In deze beleidsregel wordt daarom bepaald dat activa en passiva die worden bestreken door een overeenkomst waarvan een verrekenbeding deel uitmaakt, slechts gezamenlijk in een overdrachtsplan zullen worden opgenomen. Dit heeft als gevolg dat een overeenkomst niet kan worden ‘opgeknipt’ en dat transacties niet kunnen worden ‘opgesplitst’. Voor de duidelijkheid wordt opgemerkt dat ook activa en passiva voortvloeiend uit verschillende transacties onder een raamovereenkomst die worden bestreken door verrekenbedingen als hiervoor bedoeld niet zullen worden opgeknipt. In dit verband moeten de termen activa en passiva in de brede zin van het woord worden opgevat in de zin dat daaronder bijvoorbeeld ook goederen vallen.

Op deze manier wordt gewaarborgd dat de netting- en verrekeningsmogelijkheden en zekerheidsrechten, bijvoorbeeld in het kader van in de markt gebruikelijke standaardvereenkomsten met betrekking tot derivaten, zoals de ISDA Master Agreement, EMA, GMRA, GMSLA, door een overdracht van activa en passiva bij inzet van het overdrachtsinstrument niet zullen worden aangetast.

Uit de definitie van overdrachtsplan volgt dat deze beleidsregel ook van toepassing is op een overdrachtsplan dat bij een verzoek tot faillietverklaring of gedurende het faillissement van een probleeminstelling aan de rechtbank ter goedkeuring wordt voorgelegd.

ARTIKELSGEWIJS

Artikel 3

Als gevolg van dit artikel wordt buiten twijfel gesteld dat een activa/passiva-overdracht als bedoeld in artikel 3:159c, tweede lid, onderdeel a, onder 2°Wft, bevoegdheden tot verrekening en netting niet aantast.
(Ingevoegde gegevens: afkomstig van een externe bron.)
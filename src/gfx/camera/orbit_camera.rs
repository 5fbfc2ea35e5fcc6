use super::camera_utils::{convert_matrix4_to_array, Camera, CameraUniform};
use cgmath::*;

#[rustfmt::skip]
pub const OPENGL_TO_WGPU_MATRIX: cgmath::Matrix4<f32> = cgmath::Matrix4::new(
    1.0, 0.0, 0.0, 0.0,
    0.0, 1.0, 0.0, 0.0,
    0.0, 0.0, 0.5, 0.5,
    0.0, 0.0, 0.0, 1.0,
);

/// Spherical camera orbiting `target` in a Y-up world.
#[derive(Debug, Clone, Copy)]
pub struct OrbitCamera {
    pub distance: f32,
    pub pitch: f32,
    pub yaw: f32,
    pub eye: Vector3<f32>,
    pub target: Vector3<f32>,
    pub up: Vector3<f32>,
    pub bounds: OrbitCameraBounds,
    pub aspect: f32,
    pub fovy: Rad<f32>,
    pub znear: f32,
    pub zfar: f32,
    pub uniform: CameraUniform,
    home: OrbitHome,
}

/// Pose restored by [`OrbitCamera::reset_to_default`].
#[derive(Debug, Clone, Copy)]
struct OrbitHome {
    distance: f32,
    pitch: f32,
    yaw: f32,
    target: Vector3<f32>,
}

impl Camera for OrbitCamera {
    fn build_view_projection_matrix(&self) -> Matrix4<f32> {
        OPENGL_TO_WGPU_MATRIX * self.projection_matrix() * self.view_matrix()
    }
}

impl OrbitCamera {
    pub fn new(distance: f32, pitch: f32, yaw: f32, target: Vector3<f32>, aspect: f32) -> Self {
        let mut camera = Self {
            distance,
            pitch,
            yaw,
            eye: Vector3::zero(), // Recomputed by `update()`
            target,
            up: Vector3::unit_y(),
            bounds: OrbitCameraBounds::default(),
            aspect,
            fovy: Rad(std::f32::consts::PI / 4.0),
            znear: 0.1,
            zfar: 1000.0,
            uniform: CameraUniform::default(),
            home: OrbitHome {
                distance,
                pitch,
                yaw,
                target,
            },
        };
        camera.update();
        camera
    }

    /// Right-handed look-at view matrix.
    pub fn view_matrix(&self) -> Matrix4<f32> {
        Matrix4::look_at_rh(
            Point3::from_vec(self.eye),
            Point3::from_vec(self.target),
            self.up,
        )
    }

    /// Perspective projection in OpenGL clip conventions (depth -1..1).
    pub fn projection_matrix(&self) -> Matrix4<f32> {
        perspective(self.fovy, self.aspect, self.znear, self.zfar)
    }

    /// Return to the pose the camera was constructed with.
    pub fn reset_to_default(&mut self) {
        self.distance = self.home.distance;
        self.pitch = self.home.pitch;
        self.yaw = self.home.yaw;
        self.target = self.home.target;
        self.update();
    }

    pub fn set_distance(&mut self, distance: f32) {
        self.distance = distance.clamp(
            self.bounds.min_distance.unwrap_or(f32::EPSILON),
            self.bounds.max_distance.unwrap_or(f32::MAX),
        );
        self.update();
    }

    pub fn add_distance(&mut self, delta: f32) {
        // Scale zoom steps with distance so close-up zooming stays controllable
        let corrected_zoom = self.distance.max(1.0).log10().max(0.1) * delta;
        self.set_distance(self.distance + corrected_zoom);
    }

    pub fn set_pitch(&mut self, pitch: f32) {
        self.pitch = pitch.clamp(self.bounds.min_pitch, self.bounds.max_pitch);
        self.update();
    }

    pub fn add_pitch(&mut self, delta: f32) {
        self.set_pitch(self.pitch + delta);
    }

    pub fn set_yaw(&mut self, yaw: f32) {
        let mut bounded_yaw = yaw;
        if let Some(min_yaw) = self.bounds.min_yaw {
            bounded_yaw = bounded_yaw.max(min_yaw);
        }
        if let Some(max_yaw) = self.bounds.max_yaw {
            bounded_yaw = bounded_yaw.min(max_yaw);
        }
        self.yaw = bounded_yaw;
        self.update();
    }

    pub fn add_yaw(&mut self, delta: f32) {
        self.set_yaw(self.yaw + delta);
    }

    /// Pans the camera relative to the current view direction
    /// delta.0 = horizontal pan (left/right relative to camera view)
    /// delta.1 = vertical pan (up/down relative to camera view)
    pub fn pan(&mut self, delta: (f32, f32)) {
        let forward = (self.target - self.eye).normalize();
        let right = forward.cross(self.up).normalize();
        let up = right.cross(forward).normalize();

        // Scale pan movement by distance for consistent feel at all zoom levels
        let pan_scale = self.distance * 0.1;
        let movement = right * delta.0 * pan_scale + up * delta.1 * pan_scale;

        self.target += movement;
        self.update();
    }

    /// Recompute `eye` after changing `distance`, `pitch`, `yaw` or `target`.
    fn update(&mut self) {
        self.eye =
            calculate_cartesian_eye_position(self.pitch, self.yaw, self.distance, self.target);
    }

    pub fn resize_projection(&mut self, width: u32, height: u32) {
        self.aspect = width as f32 / height.max(1) as f32;
    }

    pub fn update_view_proj(&mut self) {
        self.uniform.view_position = [self.eye.x, self.eye.y, self.eye.z, 1.0];
        self.uniform.view_proj = convert_matrix4_to_array(self.build_view_projection_matrix());
    }
}

impl Default for OrbitCamera {
    fn default() -> Self {
        Self::new(10.0, 0.4, 0.6, Vector3::zero(), 4.0 / 3.0)
    }
}

#[derive(Debug, Clone, Copy)]
pub struct OrbitCameraBounds {
    pub min_distance: Option<f32>,
    pub max_distance: Option<f32>,
    pub min_pitch: f32,
    pub max_pitch: f32,
    pub min_yaw: Option<f32>,
    pub max_yaw: Option<f32>,
}

impl Default for OrbitCameraBounds {
    fn default() -> Self {
        Self {
            min_distance: Some(0.5),
            max_distance: Some(500.0),
            min_pitch: -std::f32::consts::FRAC_PI_2 + 0.001,
            max_pitch: std::f32::consts::FRAC_PI_2 - 0.001,
            min_yaw: None,
            max_yaw: None,
        }
    }
}

fn calculate_cartesian_eye_position(
    pitch: f32,
    yaw: f32,
    distance: f32,
    target: Vector3<f32>,
) -> Vector3<f32> {
    Vector3::new(
        distance * yaw.sin() * pitch.cos(),
        distance * pitch.sin(),
        distance * yaw.cos() * pitch.cos(),
    ) + target
}

#[cfg(test)]
mod tests {
    use super::*;

    #[test]
    fn test_eye_stays_at_distance_from_target() {
        let mut camera = OrbitCamera::new(5.0, 0.3, 1.2, Vector3::new(1.0, 2.0, 3.0), 1.0);
        camera.add_yaw(0.8);
        camera.add_pitch(-0.2);
        assert!(((camera.eye - camera.target).magnitude() - 5.0).abs() < 1e-4);
    }

    #[test]
    fn test_pitch_is_clamped_short_of_the_pole() {
        let mut camera = OrbitCamera::default();
        camera.set_pitch(10.0);
        assert!(camera.pitch < std::f32::consts::FRAC_PI_2);
    }

    #[test]
    fn test_reset_restores_construction_pose() {
        let mut camera = OrbitCamera::new(6.0, 0.2, 0.1, Vector3::zero(), 1.5);
        camera.add_yaw(2.0);
        camera.pan((1.0, 1.0));
        camera.set_distance(20.0);
        camera.reset_to_default();
        assert_eq!(camera.distance, 6.0);
        assert_eq!(camera.yaw, 0.1);
        assert_eq!(camera.target, Vector3::zero());
    }
}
In de eerste plaats leidt de formulering van dit artikel ertoe dat DNB geen vorderingen zonder schulden en geen schulden zonder vorderingen in het overdrachtsplan zal opnemen, voor zover vorderingen en schulden worden bestreken door een overeenkomst waarvan een verrekenbeding deel uitmaakt dan wel door een overeenkomst waarmee een dergelijke overeenkomst is verbonden. In de tweede plaats leidt de formulering ertoe dat DNB geen vorderingen zonder zekerheidsrechten en geen zekerheidsrechten zonder vorderingen in het overdrachtsplan zal opnemen. In de derde plaats leidt de formulering ertoe dat DNB de ene transactie onder een raamovereenkomst niet zonder de andere transactie in het overdrachtsplan zal opnemen. De mogelijkheden tot het opknippen of opsplitsen van transacties worden hiermee voorkomen.

Als gevolg van de woorden ‘die worden bestreken door’ heeft de bepaling niet alleen tot gevolg dat DNB activa en passiva voortvloeiend uit één transactie onder een raamovereenkomst niet zal opknippen, maar ook dat zij activa en passiva die voortvloeien uit verschillende transacties onder één raamovereenkomst (dus rechten en verplichtingen van één der partijen) niet zal opsplitsen. De zinsnede ‘met inbegrip van alle door de overeenkomst bestreken transacties en rechten en plichten’ is opgenomen om te voorkomen dat DNB de ene transactie onder een raamovereenkomst wel in het overdrachtsplan opneemt maar een andere niet.

De tweede zin van artikel 3 waarborgt dat aan de wederpartij van de probleeminstelling toekomende nevenrechten tot zekerheid van een op de overnemer overgegane schuld strekkende zekerheidsrechten en voorrechten, ook in het overdrachtsplan worden opgenomen. Hiermee wordt beoogd onder andere een oplossing te geven voor de situatie dat door een probleeminstelling of door een third party security provider door middel van een separate pandakte of een separate financiëlezekerheidsovereenkomst tot verpanding zekerheid is verschaft op aan de probleeminstelling of aan de third party security provider toebehorende goederen en dat de raamovereenkomst in zijn geheel wordt overgedragen aan een derde, bijvoorbeeld een overbruggingsinstelling.

Voor de goede orde wordt opgemerkt dat ook rechten, inclusief zekerheidsrechten en verplichtingen naar buitenlands recht onder artikel 3 vallen. Ook een verrekenbeding dat niet valt onder artikel 7:51, onder i BW, maar wel onder een buitenlands recht, valt onder dit artikel.

De Nederlandsche Bank N.V., A.J. Kellermann, directeur.